**EXERCISE GOAL**
Nothing but the lines from the one containing "through Horizon otherwise." through the one containing "let op: EdgeFn", both included, should be given again, each exactly as written below.
[Start of Attachment]
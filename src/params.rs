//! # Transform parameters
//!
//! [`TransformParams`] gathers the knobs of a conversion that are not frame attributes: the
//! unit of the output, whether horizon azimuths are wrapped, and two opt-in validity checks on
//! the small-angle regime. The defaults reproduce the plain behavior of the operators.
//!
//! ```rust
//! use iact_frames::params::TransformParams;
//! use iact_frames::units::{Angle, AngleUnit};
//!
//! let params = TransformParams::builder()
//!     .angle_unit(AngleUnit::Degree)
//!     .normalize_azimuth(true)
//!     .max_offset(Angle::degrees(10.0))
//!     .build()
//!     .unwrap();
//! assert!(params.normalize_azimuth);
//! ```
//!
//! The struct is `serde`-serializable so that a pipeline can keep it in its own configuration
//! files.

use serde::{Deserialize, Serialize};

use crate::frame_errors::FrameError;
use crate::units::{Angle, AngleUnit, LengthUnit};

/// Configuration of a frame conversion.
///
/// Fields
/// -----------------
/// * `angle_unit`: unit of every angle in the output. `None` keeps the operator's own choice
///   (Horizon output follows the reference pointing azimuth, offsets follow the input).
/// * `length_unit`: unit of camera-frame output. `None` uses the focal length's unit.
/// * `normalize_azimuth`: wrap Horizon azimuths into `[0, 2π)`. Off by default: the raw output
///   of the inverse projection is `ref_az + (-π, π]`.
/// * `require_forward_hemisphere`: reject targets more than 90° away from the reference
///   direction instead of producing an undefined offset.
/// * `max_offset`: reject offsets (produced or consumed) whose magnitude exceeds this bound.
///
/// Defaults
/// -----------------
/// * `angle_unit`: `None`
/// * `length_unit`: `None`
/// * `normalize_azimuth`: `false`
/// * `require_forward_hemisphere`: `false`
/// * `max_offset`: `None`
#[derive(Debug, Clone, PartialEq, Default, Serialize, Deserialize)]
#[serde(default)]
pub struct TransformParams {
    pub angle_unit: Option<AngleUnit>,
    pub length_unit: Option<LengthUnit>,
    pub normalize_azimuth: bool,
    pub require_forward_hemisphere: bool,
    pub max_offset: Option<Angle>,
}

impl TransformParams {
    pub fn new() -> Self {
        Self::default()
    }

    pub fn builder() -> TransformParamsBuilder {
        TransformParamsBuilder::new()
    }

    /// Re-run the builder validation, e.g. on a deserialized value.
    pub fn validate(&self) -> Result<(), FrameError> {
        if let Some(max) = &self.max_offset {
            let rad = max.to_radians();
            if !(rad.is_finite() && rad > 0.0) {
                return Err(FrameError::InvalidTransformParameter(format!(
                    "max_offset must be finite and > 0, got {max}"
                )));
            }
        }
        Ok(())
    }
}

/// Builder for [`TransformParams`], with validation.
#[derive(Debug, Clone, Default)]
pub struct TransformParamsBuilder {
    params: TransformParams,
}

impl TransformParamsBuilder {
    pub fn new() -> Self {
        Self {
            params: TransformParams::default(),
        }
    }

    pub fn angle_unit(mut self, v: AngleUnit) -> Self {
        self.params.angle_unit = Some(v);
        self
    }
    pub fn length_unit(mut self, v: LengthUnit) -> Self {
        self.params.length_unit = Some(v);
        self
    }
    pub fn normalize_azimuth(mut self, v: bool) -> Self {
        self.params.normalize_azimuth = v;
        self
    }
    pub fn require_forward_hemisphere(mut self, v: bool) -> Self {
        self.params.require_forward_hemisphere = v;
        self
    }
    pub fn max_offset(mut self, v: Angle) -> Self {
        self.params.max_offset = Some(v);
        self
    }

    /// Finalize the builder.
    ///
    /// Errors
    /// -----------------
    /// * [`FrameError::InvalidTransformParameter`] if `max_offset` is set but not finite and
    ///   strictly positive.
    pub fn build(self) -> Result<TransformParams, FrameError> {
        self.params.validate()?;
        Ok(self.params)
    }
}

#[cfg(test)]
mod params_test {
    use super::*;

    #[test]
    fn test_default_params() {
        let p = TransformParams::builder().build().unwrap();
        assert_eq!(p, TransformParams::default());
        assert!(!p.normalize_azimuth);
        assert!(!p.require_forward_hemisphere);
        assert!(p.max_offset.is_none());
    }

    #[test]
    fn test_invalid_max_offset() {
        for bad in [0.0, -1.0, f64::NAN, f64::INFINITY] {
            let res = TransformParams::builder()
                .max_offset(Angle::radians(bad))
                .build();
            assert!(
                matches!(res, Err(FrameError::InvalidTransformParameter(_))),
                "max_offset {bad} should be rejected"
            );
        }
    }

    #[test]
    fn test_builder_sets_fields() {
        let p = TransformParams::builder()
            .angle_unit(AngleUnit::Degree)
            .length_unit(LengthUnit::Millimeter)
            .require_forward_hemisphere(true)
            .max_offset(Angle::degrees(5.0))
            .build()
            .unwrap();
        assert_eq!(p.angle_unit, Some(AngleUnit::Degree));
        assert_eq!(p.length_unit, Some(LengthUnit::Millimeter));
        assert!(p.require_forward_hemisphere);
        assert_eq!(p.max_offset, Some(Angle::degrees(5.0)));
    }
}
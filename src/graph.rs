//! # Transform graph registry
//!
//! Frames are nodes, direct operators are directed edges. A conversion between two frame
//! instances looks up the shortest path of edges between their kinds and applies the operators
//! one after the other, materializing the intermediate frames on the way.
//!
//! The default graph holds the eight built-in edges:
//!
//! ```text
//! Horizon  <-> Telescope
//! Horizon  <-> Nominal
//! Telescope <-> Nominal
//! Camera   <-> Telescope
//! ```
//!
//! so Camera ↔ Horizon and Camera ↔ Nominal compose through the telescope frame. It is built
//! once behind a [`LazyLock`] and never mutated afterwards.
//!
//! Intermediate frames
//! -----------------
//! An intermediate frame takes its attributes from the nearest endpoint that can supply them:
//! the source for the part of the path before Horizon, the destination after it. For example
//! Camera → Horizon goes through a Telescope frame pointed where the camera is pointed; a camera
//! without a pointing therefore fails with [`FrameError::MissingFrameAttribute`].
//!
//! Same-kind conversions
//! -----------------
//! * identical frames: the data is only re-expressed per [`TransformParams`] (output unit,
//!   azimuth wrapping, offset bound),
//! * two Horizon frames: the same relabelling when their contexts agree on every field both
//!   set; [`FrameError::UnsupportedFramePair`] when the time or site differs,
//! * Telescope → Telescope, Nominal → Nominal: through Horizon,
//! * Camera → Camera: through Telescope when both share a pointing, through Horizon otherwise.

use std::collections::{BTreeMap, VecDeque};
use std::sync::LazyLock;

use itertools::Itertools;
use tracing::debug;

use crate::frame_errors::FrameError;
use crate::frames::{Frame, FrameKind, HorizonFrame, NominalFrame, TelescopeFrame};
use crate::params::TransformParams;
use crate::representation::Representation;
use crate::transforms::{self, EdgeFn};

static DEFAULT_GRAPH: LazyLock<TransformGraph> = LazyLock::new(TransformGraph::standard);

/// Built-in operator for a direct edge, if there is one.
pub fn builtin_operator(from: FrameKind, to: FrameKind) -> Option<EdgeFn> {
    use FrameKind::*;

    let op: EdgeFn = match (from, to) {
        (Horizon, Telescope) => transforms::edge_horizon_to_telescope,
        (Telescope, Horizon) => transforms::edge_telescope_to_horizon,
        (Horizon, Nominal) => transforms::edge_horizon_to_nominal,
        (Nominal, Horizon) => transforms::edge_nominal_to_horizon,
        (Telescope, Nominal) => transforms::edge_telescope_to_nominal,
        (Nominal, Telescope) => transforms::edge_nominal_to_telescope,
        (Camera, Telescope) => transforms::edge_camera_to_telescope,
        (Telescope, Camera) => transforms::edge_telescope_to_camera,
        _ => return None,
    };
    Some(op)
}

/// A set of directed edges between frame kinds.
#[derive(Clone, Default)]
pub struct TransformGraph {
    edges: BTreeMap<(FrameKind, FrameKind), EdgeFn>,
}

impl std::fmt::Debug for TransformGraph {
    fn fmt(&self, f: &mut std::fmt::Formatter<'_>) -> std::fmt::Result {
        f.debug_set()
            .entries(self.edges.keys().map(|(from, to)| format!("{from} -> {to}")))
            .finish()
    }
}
[End of Attachment]
**SOLUTION**
//! * Camera → Camera: through Telescope when both share a pointing, through Horizon otherwise.

use std::collections::{BTreeMap, VecDeque};
use std::sync::LazyLock;

use itertools::Itertools;
use tracing::debug;

use crate::frame_errors::FrameError;
use crate::frames::{Frame, FrameKind, HorizonFrame, NominalFrame, TelescopeFrame};
use crate::params::TransformParams;
use crate::representation::Representation;
use crate::transforms::{self, EdgeFn};

static DEFAULT_GRAPH: LazyLock<TransformGraph> = LazyLock::new(TransformGraph::standard);

/// Built-in operator for a direct edge, if there is one.
pub fn builtin_operator(from: FrameKind, to: FrameKind) -> Option<EdgeFn> {
    use FrameKind::*;

    let op: EdgeFn = match (from, to) {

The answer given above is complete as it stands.